#### Records for this exercise
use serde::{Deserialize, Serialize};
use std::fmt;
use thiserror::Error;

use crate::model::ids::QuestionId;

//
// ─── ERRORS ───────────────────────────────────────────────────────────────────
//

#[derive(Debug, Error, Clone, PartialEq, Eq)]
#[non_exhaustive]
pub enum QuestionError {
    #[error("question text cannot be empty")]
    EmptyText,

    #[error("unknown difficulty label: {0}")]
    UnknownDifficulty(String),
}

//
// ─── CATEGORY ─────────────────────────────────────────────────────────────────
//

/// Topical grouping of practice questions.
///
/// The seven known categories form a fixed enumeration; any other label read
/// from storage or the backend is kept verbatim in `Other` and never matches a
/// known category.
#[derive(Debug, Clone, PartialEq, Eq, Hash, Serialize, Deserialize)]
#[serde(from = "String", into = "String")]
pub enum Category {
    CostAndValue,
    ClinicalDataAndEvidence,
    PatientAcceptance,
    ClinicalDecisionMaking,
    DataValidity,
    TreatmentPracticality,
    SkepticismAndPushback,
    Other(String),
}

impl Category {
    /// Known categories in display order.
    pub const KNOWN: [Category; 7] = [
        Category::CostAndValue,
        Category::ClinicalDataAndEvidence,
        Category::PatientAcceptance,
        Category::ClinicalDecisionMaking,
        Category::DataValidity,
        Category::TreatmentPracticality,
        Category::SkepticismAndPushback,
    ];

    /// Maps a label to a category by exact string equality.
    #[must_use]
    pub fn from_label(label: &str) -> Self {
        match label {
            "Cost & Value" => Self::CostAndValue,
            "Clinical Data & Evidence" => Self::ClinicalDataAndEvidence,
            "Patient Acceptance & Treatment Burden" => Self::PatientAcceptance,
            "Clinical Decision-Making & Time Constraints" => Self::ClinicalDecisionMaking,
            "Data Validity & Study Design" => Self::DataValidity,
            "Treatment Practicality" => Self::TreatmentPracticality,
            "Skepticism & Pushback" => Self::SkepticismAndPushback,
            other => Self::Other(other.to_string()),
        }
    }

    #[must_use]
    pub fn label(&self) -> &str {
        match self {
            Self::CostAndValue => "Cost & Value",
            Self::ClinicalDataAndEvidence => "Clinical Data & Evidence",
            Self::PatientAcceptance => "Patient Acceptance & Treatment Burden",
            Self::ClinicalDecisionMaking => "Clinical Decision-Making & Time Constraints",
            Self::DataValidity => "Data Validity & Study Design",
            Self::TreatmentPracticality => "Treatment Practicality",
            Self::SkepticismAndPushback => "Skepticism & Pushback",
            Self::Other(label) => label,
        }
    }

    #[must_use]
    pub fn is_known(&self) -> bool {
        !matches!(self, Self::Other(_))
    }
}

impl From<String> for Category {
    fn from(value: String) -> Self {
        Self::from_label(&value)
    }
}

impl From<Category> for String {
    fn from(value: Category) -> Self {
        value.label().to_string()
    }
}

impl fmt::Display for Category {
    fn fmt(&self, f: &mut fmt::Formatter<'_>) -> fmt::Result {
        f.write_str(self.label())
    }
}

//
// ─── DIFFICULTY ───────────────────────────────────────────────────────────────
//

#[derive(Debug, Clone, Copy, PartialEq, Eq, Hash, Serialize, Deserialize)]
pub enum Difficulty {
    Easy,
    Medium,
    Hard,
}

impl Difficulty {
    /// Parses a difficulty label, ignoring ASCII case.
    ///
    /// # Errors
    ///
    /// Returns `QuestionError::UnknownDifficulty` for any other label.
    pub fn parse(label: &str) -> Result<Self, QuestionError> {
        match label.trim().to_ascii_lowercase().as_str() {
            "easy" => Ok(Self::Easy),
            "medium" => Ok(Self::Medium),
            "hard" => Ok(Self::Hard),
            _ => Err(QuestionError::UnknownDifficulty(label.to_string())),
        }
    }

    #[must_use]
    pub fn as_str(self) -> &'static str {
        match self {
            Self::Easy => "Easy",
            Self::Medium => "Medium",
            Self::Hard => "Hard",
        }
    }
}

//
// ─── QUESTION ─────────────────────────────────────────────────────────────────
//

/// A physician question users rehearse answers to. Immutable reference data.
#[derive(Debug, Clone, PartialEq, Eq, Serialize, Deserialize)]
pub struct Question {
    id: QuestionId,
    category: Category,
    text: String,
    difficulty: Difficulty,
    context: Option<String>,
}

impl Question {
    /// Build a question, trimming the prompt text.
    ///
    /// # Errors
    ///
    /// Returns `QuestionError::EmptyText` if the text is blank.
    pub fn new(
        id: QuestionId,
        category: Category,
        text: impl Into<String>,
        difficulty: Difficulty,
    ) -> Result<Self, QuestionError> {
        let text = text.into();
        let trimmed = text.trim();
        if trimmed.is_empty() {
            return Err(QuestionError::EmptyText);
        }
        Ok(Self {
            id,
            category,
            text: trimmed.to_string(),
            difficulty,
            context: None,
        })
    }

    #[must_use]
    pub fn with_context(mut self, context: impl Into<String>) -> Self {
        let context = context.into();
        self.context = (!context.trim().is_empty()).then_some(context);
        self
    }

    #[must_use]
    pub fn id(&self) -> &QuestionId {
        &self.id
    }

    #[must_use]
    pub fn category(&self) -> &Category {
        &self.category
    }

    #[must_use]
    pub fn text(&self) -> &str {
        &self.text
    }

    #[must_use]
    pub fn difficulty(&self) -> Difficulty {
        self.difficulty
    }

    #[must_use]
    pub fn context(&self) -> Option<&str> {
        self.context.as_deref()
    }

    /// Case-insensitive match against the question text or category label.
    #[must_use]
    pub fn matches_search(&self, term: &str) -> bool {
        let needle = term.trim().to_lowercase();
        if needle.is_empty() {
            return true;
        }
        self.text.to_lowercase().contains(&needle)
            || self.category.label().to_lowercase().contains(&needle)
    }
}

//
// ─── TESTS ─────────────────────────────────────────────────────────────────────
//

#### Work task
Return the whole listing, keeping each word as it stands.

#### Your solution
use serde::{Deserialize, Serialize};
use std::fmt;
use thiserror::Error;

use crate::model::ids::QuestionId;

//
// ─── ERRORS ───────────────────────────────────────────────────────────────────
//

#[derive(Debug, Error, Clone, PartialEq, Eq)]
#[non_exhaustive]
pub enum QuestionError {
    #[error("question text cannot be empty")]
    EmptyText,

    #[error("unknown difficulty label: {0}")]
    UnknownDifficulty(String),
}

//
// ─── CATEGORY ─────────────────────────────────────────────────────────────────
//

/// Topical grouping of practice questions.
///
/// The seven known categories form a fixed enumeration; any other label read
/// from storage or the backend is kept verbatim in `Other` and never matches a
/// known category.
#[derive(Debug, Clone, PartialEq, Eq, Hash, Serialize, Deserialize)]
#[serde(from = "String", into = "String")]
pub enum Category {
    CostAndValue,
    ClinicalDataAndEvidence,
    PatientAcceptance,
    ClinicalDecisionMaking,
    DataValidity,
    TreatmentPracticality,
    SkepticismAndPushback,
    Other(String),
}

impl Category {
    /// Known categories in display order.
    pub const KNOWN: [Category; 7] = [
        Category::CostAndValue,
        Category::ClinicalDataAndEvidence,
        Category::PatientAcceptance,
        Category::ClinicalDecisionMaking,
        Category::DataValidity,
        Category::TreatmentPracticality,
        Category::SkepticismAndPushback,
    ];

    /// Maps a label to a category by exact string equality.
    #[must_use]
    pub fn from_label(label: &str) -> Self {
        match label {
            "Cost & Value" => Self::CostAndValue,
            "Clinical Data & Evidence" => Self::ClinicalDataAndEvidence,
            "Patient Acceptance & Treatment Burden" => Self::PatientAcceptance,
            "Clinical Decision-Making & Time Constraints" => Self::ClinicalDecisionMaking,
            "Data Validity & Study Design" => Self::DataValidity,
            "Treatment Practicality" => Self::TreatmentPracticality,
            "Skepticism & Pushback" => Self::SkepticismAndPushback,
            other => Self::Other(other.to_string()),
        }
    }

    #[must_use]
    pub fn label(&self) -> &str {
        match self {
            Self::CostAndValue => "Cost & Value",
            Self::ClinicalDataAndEvidence => "Clinical Data & Evidence",
            Self::PatientAcceptance => "Patient Acceptance & Treatment Burden",
            Self::ClinicalDecisionMaking => "Clinical Decision-Making & Time Constraints",
            Self::DataValidity => "Data Validity & Study Design",
            Self::TreatmentPracticality => "Treatment Practicality",
            Self::SkepticismAndPushback => "Skepticism & Pushback",
            Self::Other(label) => label,
        }
    }

    #[must_use]
    pub fn is_known(&self) -> bool {
        !matches!(self, Self::Other(_))
    }
}

impl From<String> for Category {
    fn from(value: String) -> Self {
        Self::from_label(&value)
    }
}

impl From<Category> for String {
    fn from(value: Category) -> Self {
        value.label().to_string()
    }
}

impl fmt::Display for Category {
    fn fmt(&self, f: &mut fmt::Formatter<'_>) -> fmt::Result {
        f.write_str(self.label())
    }
}

//
// ─── DIFFICULTY ───────────────────────────────────────────────────────────────
//

#[derive(Debug, Clone, Copy, PartialEq, Eq, Hash, Serialize, Deserialize)]
pub enum Difficulty {
    Easy,
    Medium,
    Hard,
}

impl Difficulty {
    /// Parses a difficulty label, ignoring ASCII case.
    ///
    /// # Errors
    ///
    /// Returns `QuestionError::UnknownDifficulty` for any other label.
    pub fn parse(label: &str) -> Result<Self, QuestionError> {
        match label.trim().to_ascii_lowercase().as_str() {
            "easy" => Ok(Self::Easy),
            "medium" => Ok(Self::Medium),
            "hard" => Ok(Self::Hard),
            _ => Err(QuestionError::UnknownDifficulty(label.to_string())),
        }
    }

    #[must_use]
    pub fn as_str(self) -> &'static str {
        match self {
            Self::Easy => "Easy",
            Self::Medium => "Medium",
            Self::Hard => "Hard",
        }
    }
}

//
// ─── QUESTION ─────────────────────────────────────────────────────────────────
//

/// A physician question users rehearse answers to. Immutable reference data.
#[derive(Debug, Clone, PartialEq, Eq, Serialize, Deserialize)]
pub struct Question {
    id: QuestionId,
    category: Category,
    text: String,
    difficulty: Difficulty,
    context: Option<String>,
}

impl Question {
    /// Build a question, trimming the prompt text.
    ///
    /// # Errors
    ///
    /// Returns `QuestionError::EmptyText` if the text is blank.
    pub fn new(
        id: QuestionId,
        category: Category,
        text: impl Into<String>,
        difficulty: Difficulty,
    ) -> Result<Self, QuestionError> {
        let text = text.into();
        let trimmed = text.trim();
        if trimmed.is_empty() {
            return Err(QuestionError::EmptyText);
        }
        Ok(Self {
            id,
            category,
            text: trimmed.to_string(),
            difficulty,
            context: None,
        })
    }

    #[must_use]
    pub fn with_context(mut self, context: impl Into<String>) -> Self {
        let context = context.into();
        self.context = (!context.trim().is_empty()).then_some(context);
        self
    }

    #[must_use]
    pub fn id(&self) -> &QuestionId {
        &self.id
    }

    #[must_use]
    pub fn category(&self) -> &Category {
        &self.category
    }

    #[must_use]
    pub fn text(&self) -> &str {
        &self.text
    }

    #[must_use]
    pub fn difficulty(&self) -> Difficulty {
        self.difficulty
    }

    #[must_use]
    pub fn context(&self) -> Option<&str> {
        self.context.as_deref()
    }

    /// Case-insensitive match against the question text or category label.
    #[must_use]
    pub fn matches_search(&self, term: &str) -> bool {
        let needle = term.trim().to_lowercase();
        if needle.is_empty() {
            return true;
        }
        self.text.to_lowercase().contains(&needle)
            || self.category.label().to_lowercase().contains(&needle)
    }
}

//
// ─── TESTS ─────────────────────────────────────────────────────────────────────
//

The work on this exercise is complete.